Option three was, indeed, the first to be put forth as a motion. But then things got interesting—Commissioner Tim Lynch came out of left field with this: “That would be my proposal—that we honor the recreational use, because the citizens have spoken. But if it’s a medication, we regulate like a medication. So that’s option five.” Though option three was the most palatable option, Lynch pointed out that doing nothing to legitimize medical marijuana would be “kicking the can down the road.”

He said, “Inaction concerns me in the sense that it doesn’t really provide patients with an option when they do get admitted and are subject to the care that they need. Some of these patients have a compelling reason to be on it and we may say no because we’re concerned about our DEA license,” he said, concluding, “To me, inaction is not an option.
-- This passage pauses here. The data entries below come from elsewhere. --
//! Socket plumbing shared by every client request.
//!
//! Each request opens its own connection, performs the handshake, and then
//! exchanges exactly one command and reply.

use std::io::{self, IoSliceMut, Read, Write};
use std::os::fd::{AsRawFd, FromRawFd, OwnedFd, RawFd};
use std::os::unix::net::UnixStream;
use std::time::Duration;

use camino::Utf8Path;
use nix::errno::Errno;
use nix::sys::socket::{ControlMessageOwned, MsgFlags, recvmsg};
use socket2::{Domain, SockAddr, Socket, Type};
use tracing::{debug, warn};

use cfdev_protocol::{HANDSHAKE_LEN, Handshake, PROTOCOL_VERSION};

use crate::{CLIENT_TARGET, ClientError};

pub(crate) const CONNECTION_TIMEOUT: Duration = Duration::from_secs(5);

/// Dials the helper socket, giving up after [`CONNECTION_TIMEOUT`].
pub(crate) fn connect(path: &Utf8Path) -> io::Result<UnixStream> {
    let socket = Socket::new(Domain::UNIX, Type::STREAM, None)?;
    let address = SockAddr::unix(path)?;
    socket.connect_timeout(&address, CONNECTION_TIMEOUT)?;
    Ok(socket.into())
}

/// Sends the client handshake and validates the helper's answer.
///
/// A version mismatch is logged and tolerated. A peer that does not present
/// the helper's identity is refused.
pub(crate) fn handshake<S: Read + Write>(stream: &mut S) -> Result<Handshake, ClientError> {
    stream
        .write_all(&Handshake::client().encode())
        .map_err(ClientError::SendHandshake)?;
    let mut frame = [0_u8; HANDSHAKE_LEN];
    stream
        .read_exact(&mut frame)
        .map_err(ClientError::ReadHandshake)?;
    let reply = Handshake::decode(&frame)?;
    if !reply.is_server() {
        return Err(ClientError::ForeignPeer {
            identity: String::from_utf8_lossy(&reply.identity()).into_owned(),
        });
    }
    if !reply.version_matches() {
        warn!(
            target: CLIENT_TARGET,
            expected = PROTOCOL_VERSION,
            actual = reply.version(),
            "helper speaks a different protocol version"
        );
    }
    debug!(target: CLIENT_TARGET, version = reply.version(), "handshake complete");
    Ok(reply)
}

/// Reads into `frame` and collects an `SCM_RIGHTS` descriptor if one arrives.
///
/// Returns the number of bytes read by the single underlying `recvmsg` call.
/// Descriptors beyond the first are closed.
pub(crate) fn receive_with_fd(
    stream: &UnixStream,
    frame: &mut [u8],
) -> io::Result<(usize, Option<OwnedFd>)> {
    let mut iov = [IoSliceMut::new(frame)];
    let mut space = nix::cmsg_space!([RawFd; 1]);
    let message = loop {
        match recvmsg::<()>(
            stream.as_raw_fd(),
            &mut iov,
            Some(&mut space),
            MsgFlags::empty(),
        ) {
            Ok(message) => break message,
            Err(Errno::EINTR) => continue,
            Err(errno) => return Err(io::Error::from(errno)),
        }
    };

    let mut received = Vec::new();
    for cmsg in message.cmsgs() {
        if let ControlMessageOwned::ScmRights(fds) = cmsg {
            // SAFETY: the kernel installed these descriptors into this process
            // during `recvmsg`; nothing else holds them yet.
            received.extend(fds.into_iter().map(|raw| unsafe { OwnedFd::from_raw_fd(raw) }));
        }
    }
    let bytes = message.bytes;
    let mut descriptors = received.into_iter();
    Ok((bytes, descriptors.next()))
}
We’re saying this is medication and it’s valid for use, or we’re not.”

Lynch’s franken-option—to leave recreational marijuana as a schedule I drug but to deschedule medical marijuana, creating a distinction between the two—passed with nine of the commission’s 15 votes. Why is this so interesting? Because if legislation based on the PQAC’s recommendation passes, it would essentially upend SB 5052 and put marijuana on pharmacy shelves—and not ones with green cross sandwich boards out front.

So does this mean you’ll be buying your high-CBD JUJU Joints at Bartell’s after the next legislative session? Probably not. The recommendation, while a weighty one, is still a recommendation. The DOH will compile all the recommendations that they have and present it to the governor for a new bill in the next legislative session. This recommendation also runs counter to current thinking at the state level. Both Kristi Weeks, the author of the DOH’s new medical marijuana rules, and Brian Smith, the Washington State Liquor and Cannabis Board’s communications director, have told me that “marijuana is marijuana,” and its classification really depends on the intent of the user.

Inslee also specifically cautioned against making a distinction between medical and recreational marijuana in his veto memo, saying, “rescheduling just medicinal marijuana—not the entire cannabis plant and derivatives—may cause serious problems such as having the unintended effect of limiting the types of marijuana that are considered medicine.” Lynch obviously doesn’t agree with that stance. During discussion of his proposal, he said, “I don’t see the distinction between medical marijuana other than politics. If it is a medication, we treat it like every other medication out there.” The problem is, of course, that weed is both a medicinal and a recreational drug, often at the same time. Making a distinction between the uses is difficult, but his proposal would certainly force us to try it.

Whether or not the PQAC’s recommendation has a snowball’s chance in hell of becoming legislation, it’s still a major milestone for pot. While people have been extolling its virtues as medicine for decades, they have been doing so largely from outside of the medical establishment. Now, we’re starting to hear those voices from within it.